TRY IT
Repeat the records. Keep every word and mark exactly as it is.

EXTRACTED RECORDS
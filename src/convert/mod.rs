//! Conversion of the raw tabular inputs into `personas.json` and
//! `instruments.json`.
//!
//! Both stages are single-pass and idempotent: an existing output is left
//! untouched unless `force` is set.

use std::collections::HashMap;
use std::path::Path;

use serde::Serialize;
use serde_json::Value;

use crate::errors::ConvertError;
use crate::instrument::{Instrument, InstrumentFile, InstrumentStore, Question, ResponseScale, Scale, Subscale};
use crate::persona::{Persona, PersonaFile, PersonaStore, PriorResponse};

/// Subscale used for items listed without one.
pub const DEFAULT_SUBSCALE: &str = "items";

/// Result of a conversion stage.
#[derive(Debug, Clone, Copy, PartialEq, Eq)]
pub enum ConvertOutcome {
    /// The output was written with this many top-level records.
    Written(usize),
    /// The output already existed.
    Skipped,
}

// ---------------------------------------------------------------------------
// Shared CSV helpers
// ---------------------------------------------------------------------------

/// Header lookup, case-insensitive and tolerant of surrounding whitespace.
struct Header {
    index: HashMap<String, usize>,
    names: Vec<String>,
}

impl Header {
    fn read(reader: &mut csv::Reader<std::fs::File>, path: &Path) -> Result<Self, ConvertError> {
        let names: Vec<String> = reader
            .headers()
            .map_err(|source| ConvertError::Csv {
                path: path.to_path_buf(),
                source,
            })?
            .iter()
            .map(|h| h.trim().to_string())
            .collect();
        let index = names
            .iter()
            .enumerate()
            .map(|(i, h)| (h.to_lowercase(), i))
            .collect();
        Ok(Self { index, names })
    }

    fn optional(&self, aliases: &[&str]) -> Option<usize> {
        aliases.iter().find_map(|a| self.index.get(*a).copied())
    }

    fn require(&self, column: &str, path: &Path) -> Result<usize, ConvertError> {
        self.optional(&[column]).ok_or_else(|| ConvertError::MissingColumn {
            path: path.to_path_buf(),
            column: column.to_string(),
        })
    }
}

fn open(path: &Path) -> Result<csv::Reader<std::fs::File>, ConvertError> {
    csv::ReaderBuilder::new()
        .flexible(true)
        .from_path(path)
        .map_err(|source| ConvertError::Csv {
            path: path.to_path_buf(),
            source,
        })
}

/// Trimmed, non-empty cell.
fn cell(record: &csv::StringRecord, index: Option<usize>) -> Option<&str> {
    index
        .and_then(|i| record.get(i))
        .map(str::trim)
        .filter(|v| !v.is_empty())
}

fn write_json<T: Serialize>(value: &T, path: &Path) -> Result<(), ConvertError> {
    let write_err = |source| ConvertError::Write {
        path: path.to_path_buf(),
        source,
    };
    if let Some(parent) = path.parent().filter(|p| !p.as_os_str().is_empty()) {
        std::fs::create_dir_all(parent).map_err(write_err)?;
    }
    let json = serde_json::to_string_pretty(value).map_err(|source| ConvertError::Json {
        path: path.to_path_buf(),
        source,
    })?;
    std::fs::write(path, json).map_err(write_err)
}

fn skip_existing(output: &Path, force: bool) -> bool {
    if output.exists() && !force {
        tracing::info!(path = %output.display(), "output already exists, skipping conversion");
        return true;
    }
    false
}

// ---------------------------------------------------------------------------
// Personas
// ---------------------------------------------------------------------------

const PERSONA_COLUMNS: [&str; 4] = ["persona", "instruction", "original", "data"];

fn demographic_value(raw: &str) -> Value {
    raw.parse::<i64>().map(Value::from).unwrap_or_else(|_| Value::from(raw))
}

/// Read the persona table.
///
/// Rows are grouped by the `persona` column in order of first appearance.
/// When every label is an integer the labels become the ids; otherwise ids
/// are assigned sequentially from 1 and the label is kept as the name.
/// Columns other than the four fixed ones are demographics; the first
/// non-empty value per persona wins.
pub fn read_personas(path: &Path) -> Result<Vec<Persona>, ConvertError> {
    let mut reader = open(path)?;
    let header = Header::read(&mut reader, path)?;
    let persona_col = header.require("persona", path)?;
    let original_col = header.require("original", path)?;
    let data_col = header.require("data", path)?;
    let instruction_col = header.optional(&["instruction"]);
    let demographic_cols: Vec<(usize, &str)> = header
        .names
        .iter()
        .enumerate()
        .filter(|(_, name)| !PERSONA_COLUMNS.contains(&name.to_lowercase().as_str()))
        .map(|(i, name)| (i, name.as_str()))
        .collect();

    let mut labels: Vec<String> = Vec::new();
    let mut grouped: HashMap<String, Persona> = HashMap::new();
    for (row, record) in reader.records().enumerate() {
        let record = record.map_err(|source| ConvertError::Csv {
            path: path.to_path_buf(),
            source,
        })?;
        let Some(label) = cell(&record, Some(persona_col)) else {
            tracing::warn!(row = row + 1, "row without persona label, skipping");
            continue;
        };

        let persona = grouped.entry(label.to_string()).or_insert_with(|| {
            labels.push(label.to_string());
            Persona::new(0)
        });
        for &(i, name) in &demographic_cols {
            if let Some(value) = cell(&record, Some(i)) {
                persona
                    .demographics
                    .entry(name.to_string())
                    .or_insert_with(|| demographic_value(value));
            }
        }
        let question_id = persona.prior_responses.len() as u32 + 1;
        persona.prior_responses.push(PriorResponse {
            question_id,
            instruction: cell(&record, instruction_col).map(str::to_string),
            original_response: cell(&record, Some(original_col)).map(str::to_string),
            revised_response: cell(&record, Some(data_col)).map(str::to_string),
        });
    }

    let numeric: Option<Vec<u64>> = labels.iter().map(|l| l.parse().ok()).collect();
    let mut personas = Vec::with_capacity(labels.len());
    for (position, label) in labels.iter().enumerate() {
        let Some(mut persona) = grouped.remove(label) else {
            continue;
        };
        match &numeric {
            Some(ids) => persona.persona_id = ids[position],
            None => {
                persona.persona_id = position as u64 + 1;
                persona.name = Some(label.clone());
            }
        }
        personas.push(persona);
    }
    Ok(personas)
}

COMPLETED TASK
filename src/convert/mod.rs
//! Conversion of the raw tabular inputs into `personas.json` and
//! `instruments.json`.
//!
//! Both stages are single-pass and idempotent: an existing output is left
//! untouched unless `force` is set.

use std::collections::HashMap;
use std::path::Path;

use serde::Serialize;
use serde_json::Value;

use crate::errors::ConvertError;
use crate::instrument::{Instrument, InstrumentFile, InstrumentStore, Question, ResponseScale, Scale, Subscale};
use crate::persona::{Persona, PersonaFile, PersonaStore, PriorResponse};

/// Subscale used for items listed without one.
pub const DEFAULT_SUBSCALE: &str = "items";

/// Result of a conversion stage.
#[derive(Debug, Clone, Copy, PartialEq, Eq)]
pub enum ConvertOutcome {
    /// The output was written with this many top-level records.
    Written(usize),
    /// The output already existed.
    Skipped,
}

// ---------------------------------------------------------------------------
// Shared CSV helpers
// ---------------------------------------------------------------------------

/// Header lookup, case-insensitive and tolerant of surrounding whitespace.
struct Header {
    index: HashMap<String, usize>,
    names: Vec<String>,
}

impl Header {
    fn read(reader: &mut csv::Reader<std::fs::File>, path: &Path) -> Result<Self, ConvertError> {
        let names: Vec<String> = reader
            .headers()
            .map_err(|source| ConvertError::Csv {
                path: path.to_path_buf(),
                source,
            })?
            .iter()
            .map(|h| h.trim().to_string())
            .collect();
        let index = names
            .iter()
            .enumerate()
            .map(|(i, h)| (h.to_lowercase(), i))
            .collect();
        Ok(Self { index, names })
    }

    fn optional(&self, aliases: &[&str]) -> Option<usize> {
        aliases.iter().find_map(|a| self.index.get(*a).copied())
    }

    fn require(&self, column: &str, path: &Path) -> Result<usize, ConvertError> {
        self.optional(&[column]).ok_or_else(|| ConvertError::MissingColumn {
            path: path.to_path_buf(),
            column: column.to_string(),
        })
    }
}

fn open(path: &Path) -> Result<csv::Reader<std::fs::File>, ConvertError> {
    csv::ReaderBuilder::new()
        .flexible(true)
        .from_path(path)
        .map_err(|source| ConvertError::Csv {
            path: path.to_path_buf(),
            source,
        })
}

/// Trimmed, non-empty cell.
fn cell(record: &csv::StringRecord, index: Option<usize>) -> Option<&str> {
    index
        .and_then(|i| record.get(i))
        .map(str::trim)
        .filter(|v| !v.is_empty())
}

fn write_json<T: Serialize>(value: &T, path: &Path) -> Result<(), ConvertError> {
    let write_err = |source| ConvertError::Write {
        path: path.to_path_buf(),
        source,
    };
    if let Some(parent) = path.parent().filter(|p| !p.as_os_str().is_empty()) {
        std::fs::create_dir_all(parent).map_err(write_err)?;
    }
    let json = serde_json::to_string_pretty(value).map_err(|source| ConvertError::Json {
        path: path.to_path_buf(),
        source,
    })?;
    std::fs::write(path, json).map_err(write_err)
}

fn skip_existing(output: &Path, force: bool) -> bool {
    if output.exists() && !force {
        tracing::info!(path = %output.display(), "output already exists, skipping conversion");
        return true;
    }
    false
}

// ---------------------------------------------------------------------------
// Personas
// ---------------------------------------------------------------------------

const PERSONA_COLUMNS: [&str; 4] = ["persona", "instruction", "original", "data"];

fn demographic_value(raw: &str) -> Value {
    raw.parse::<i64>().map(Value::from).unwrap_or_else(|_| Value::from(raw))
}

/// Read the persona table.
///
/// Rows are grouped by the `persona` column in order of first appearance.
/// When every label is an integer the labels become the ids; otherwise ids
/// are assigned sequentially from 1 and the label is kept as the name.
/// Columns other than the four fixed ones are demographics; the first
/// non-empty value per persona wins.
pub fn read_personas(path: &Path) -> Result<Vec<Persona>, ConvertError> {
    let mut reader = open(path)?;
    let header = Header::read(&mut reader, path)?;
    let persona_col = header.require("persona", path)?;
    let original_col = header.require("original", path)?;
    let data_col = header.require("data", path)?;
    let instruction_col = header.optional(&["instruction"]);
    let demographic_cols: Vec<(usize, &str)> = header
        .names
        .iter()
        .enumerate()
        .filter(|(_, name)| !PERSONA_COLUMNS.contains(&name.to_lowercase().as_str()))
        .map(|(i, name)| (i, name.as_str()))
        .collect();

    let mut labels: Vec<String> = Vec::new();
    let mut grouped: HashMap<String, Persona> = HashMap::new();
    for (row, record) in reader.records().enumerate() {
        let record = record.map_err(|source| ConvertError::Csv {
            path: path.to_path_buf(),
            source,
        })?;
        let Some(label) = cell(&record, Some(persona_col)) else {
            tracing::warn!(row = row + 1, "row without persona label, skipping");
            continue;
        };

        let persona = grouped.entry(label.to_string()).or_insert_with(|| {
            labels.push(label.to_string());
            Persona::new(0)
        });
        for &(i, name) in &demographic_cols {
            if let Some(value) = cell(&record, Some(i)) {
                persona
                    .demographics
                    .entry(name.to_string())
                    .or_insert_with(|| demographic_value(value));
            }
        }
        let question_id = persona.prior_responses.len() as u32 + 1;
        persona.prior_responses.push(PriorResponse {
            question_id,
            instruction: cell(&record, instruction_col).map(str::to_string),
            original_response: cell(&record, Some(original_col)).map(str::to_string),
            revised_response: cell(&record, Some(data_col)).map(str::to_string),
        });
    }

    let numeric: Option<Vec<u64>> = labels.iter().map(|l| l.parse().ok()).collect();
    let mut personas = Vec::with_capacity(labels.len());
    for (position, label) in labels.iter().enumerate() {
        let Some(mut persona) = grouped.remove(label) else {
            continue;
        };
        match &numeric {
            Some(ids) => persona.persona_id = ids[position],
            None => {
                persona.persona_id = position as u64 + 1;
                persona.name = Some(label.clone());
            }
        }
        personas.push(persona);
    }
    Ok(personas)
}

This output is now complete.